> **EXERCISE**
In the entries below, how many lines contain the string "await"? Give the number by itself.

> **MATERIAL FOR THIS EXERCISE**
>>>

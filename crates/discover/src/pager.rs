//! Buffered pagination over the discover endpoint.
//!
//! The pager owns its page cursor, an overflow buffer of fetched but
//! undelivered items, and the delivered item sequence for the current
//! query. Nothing else reads or mutates that state; the buffer is only
//! touched through enqueue and drain. At most one page fetch is in
//! flight per instance, and every cycle is tied to a cancellation token
//! so stale responses for an abandoned query are never applied.

use std::collections::VecDeque;
use std::sync::Arc;
use std::time::Duration;

use tokio_util::sync::CancellationToken;
use tracing::{debug, warn};

use crate::error::DiscoverError;
use crate::filters::DiscoverFilters;
use crate::item::{SearchMediaItem, map_record};
use crate::keywords;
use crate::page::fetch_page;
use crate::transport::Transport;

/// Target size of the first delivered batch. Page 2 is fetched eagerly
/// when page 1 maps to fewer items, bounding initial round trips to two
/// even for sparse result sets.
pub const INITIAL_BATCH: usize = 30;
/// Batch size for each subsequent `load_more` delivery.
pub const LOAD_MORE_BATCH: usize = 18;

/// Observable request lifecycle of the pager.
#[derive(Debug, Clone, Copy, PartialEq, Eq, Default)]
pub enum PagerStatus {
    #[default]
    Idle,
    Loading,
    Success,
    Error,
}

#[derive(Debug, Default)]
struct PagerState {
    /// Current page cursor, 0 before the first fetch.
    page: u32,
    /// Total page count reported upstream, 0 while unknown.
    total_pages: u32,
    buffer: VecDeque<SearchMediaItem>,
    keyword_ids: Vec<i64>,
}

impl PagerState {
    fn drain(&mut self, count: usize) -> Vec<SearchMediaItem> {
        let take = count.min(self.buffer.len());
        self.buffer.drain(..take).collect()
    }

    fn has_unfetched_pages(&self) -> bool {
        self.page < self.total_pages
    }
}

/// Cursor over the discover endpoint with an overflow buffer and
/// fixed-size delivery batches.
pub struct DiscoverPager {
    transport: Arc<dyn Transport>,
    debounce: Duration,

    filters: DiscoverFilters,
    /// Signature of the last cycle that ran to completion. Committed
    /// only after the cycle's final await, so an abandoned seed never
    /// records a signature for results it never loaded.
    signature: String,
    state: PagerState,
    active: Option<CancellationToken>,

    status: PagerStatus,
    error: String,
    items: Vec<SearchMediaItem>,
    has_more: bool,
}

impl DiscoverPager {
    pub fn new(transport: Arc<dyn Transport>) -> Self {
        Self {
            transport,
            debounce: Duration::ZERO,
            filters: DiscoverFilters::default(),
            signature: String::new(),
            state: PagerState::default(),
            active: None,
            status: PagerStatus::Idle,
            error: String::new(),
            items: Vec::new(),
            has_more: false,
        }
    }

    /// Delays the start of each seed by `debounce`, raced against the
    /// cycle's cancellation token.
    pub fn with_debounce(mut self, debounce: Duration) -> Self {
        self.debounce = debounce;
        self
    }

    pub fn status(&self) -> PagerStatus {
        self.status
    }

    pub fn error(&self) -> &str {
        &self.error
    }

    pub fn items(&self) -> &[SearchMediaItem] {
        &self.items
    }

    pub fn has_more(&self) -> bool {
        self.has_more
    }

    pub fn filters(&self) -> &DiscoverFilters {
        &self.filters
    }

    /// Cancels any in-flight work (consumer unmount). Prior state stays
    /// as it was; no status transition happens on behalf of the
    /// cancelled cycle.
    pub fn cancel(&mut self) {
        if let Some(token) = &self.active {
            token.cancel();
        }
    }

    /// Seeds only when the filter signature actually changed, so filter
    /// values that differ in array order or whitespace alone never
    /// trigger a refetch.
    pub async fn ensure(&mut self, filters: DiscoverFilters) {
        let signature = filters.signature();
        // Methods hold exclusive access for a whole cycle, so seeing
        // Loading here means a previous cycle's future was dropped
        // before it could finish. Reseed rather than wait for a
        // completion that will never come.
        let stale = matches!(self.status, PagerStatus::Idle | PagerStatus::Loading);
        if signature == self.signature && !stale {
            return;
        }
        self.seed(filters).await;
    }

    /// Resets all pager state for the new filters and loads the initial
    /// batch.
    pub async fn seed(&mut self, filters: DiscoverFilters) {
        let token = self.begin_cycle();
        let signature = filters.signature();
        self.filters = filters;

        if !self.debounce.is_zero() {
            tokio::select! {
                _ = token.cancelled() => return,
                _ = tokio::time::sleep(self.debounce) => {}
            }
        }

        debug!(kind = self.filters.media_kind.as_str(), "seeding discover pager");
        self.state = PagerState::default();
        self.items.clear();
        self.error.clear();
        self.has_more = false;
        self.status = PagerStatus::Loading;

        match self.seed_inner(&token).await {
            Ok(()) => self.signature = signature,
            Err(DiscoverError::Cancelled) => {}
            Err(err) => {
                warn!(error = %err, "discover seed failed");
                self.error = err.to_string();
                self.status = PagerStatus::Error;
                self.signature = signature;
            }
        }
    }

    /// Forces a full reseed of the current filters, the manual retry
    /// path after an error.
    pub async fn refetch(&mut self) {
        let filters = self.filters.clone();
        self.seed(filters).await;
    }

    /// Delivers the next batch, fetching the next page first when the
    /// buffer cannot cover it. The buffer is drained only after any
    /// fetch has succeeded, so a failed, cancelled, or abandoned fetch
    /// loses no buffered items and a retry delivers all of them.
    pub async fn load_more(&mut self) {
        if self.status == PagerStatus::Loading || !self.has_more {
            return;
        }
        let Some(token) = self.active.clone() else {
            return;
        };

        if self.state.buffer.len() < LOAD_MORE_BATCH && self.state.has_unfetched_pages() {
            let next_page = self.state.page + 1;
            let result = fetch_page(
                self.transport.as_ref(),
                &self.filters,
                next_page,
                &self.state.keyword_ids,
                &token,
            )
            .await;

            match result {
                Ok(data) => {
                    self.state.page = data.page;
                    self.state.total_pages = data.total_pages;
                    let kind = self.filters.media_kind;
                    self.state
                        .buffer
                        .extend(data.results.iter().filter_map(|r| map_record(kind, r)));
                }
                // Cancelled cycle: nothing was drained, nothing to undo.
                Err(DiscoverError::Cancelled) => return,
                Err(err) => {
                    warn!(error = %err, page = next_page, "discover load-more failed");
                    self.error = err.to_string();
                    self.status = PagerStatus::Error;
                    return;
                }
            }
        }

        let batch = self.state.drain(LOAD_MORE_BATCH);
        self.items.extend(batch);
        self.recompute_has_more();
        self.error.clear();
        self.status = PagerStatus::Success;
    }

    async fn seed_inner(&mut self, token: &CancellationToken) -> Result<(), DiscoverError> {
        self.state.keyword_ids =
            keywords::resolve(self.transport.as_ref(), &self.filters.keywords, token).await?;

        let first = fetch_page(
            self.transport.as_ref(),
            &self.filters,
            1,
            &self.state.keyword_ids,
            token,
        )
        .await?;
        self.state.page = first.page;
        self.state.total_pages = first.total_pages;

        let kind = self.filters.media_kind;
        let mut raw_count = first.results.len();
        let mut mapped: Vec<SearchMediaItem> = first
            .results
            .iter()
            .filter_map(|r| map_record(kind, r))
            .collect();

        if mapped.len() < INITIAL_BATCH && first.total_pages >= 2 {
            let second = fetch_page(
                self.transport.as_ref(),
                &self.filters,
                2,
                &self.state.keyword_ids,
                token,
            )
            .await?;
            self.state.page = second.page;
            self.state.total_pages = second.total_pages;
            raw_count += second.results.len();
            mapped.extend(second.results.iter().filter_map(|r| map_record(kind, r)));
        }

        // Records came back but every one was unusable: the response is
        // garbage, not a legitimately empty result set.
        if raw_count > 0 && mapped.is_empty() {
            return Err(DiscoverError::BadData);
        }

        self.state.buffer = mapped.into();
        self.items = self.state.drain(INITIAL_BATCH);
        self.recompute_has_more();
        self.status = PagerStatus::Success;
        Ok(())
    }

    fn recompute_has_more(&mut self) {
        self.has_more = !self.state.buffer.is_empty() || self.state.has_unfetched_pages();
    }

    fn begin_cycle(&mut self) -> CancellationToken {
        if let Some(previous) = self.active.take() {
            previous.cancel();
        }
        let token = CancellationToken::new();
        self.active = Some(token.clone());
        token
    }
}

<<<

> **OUTPUT FOR THIS EXERCISE**
8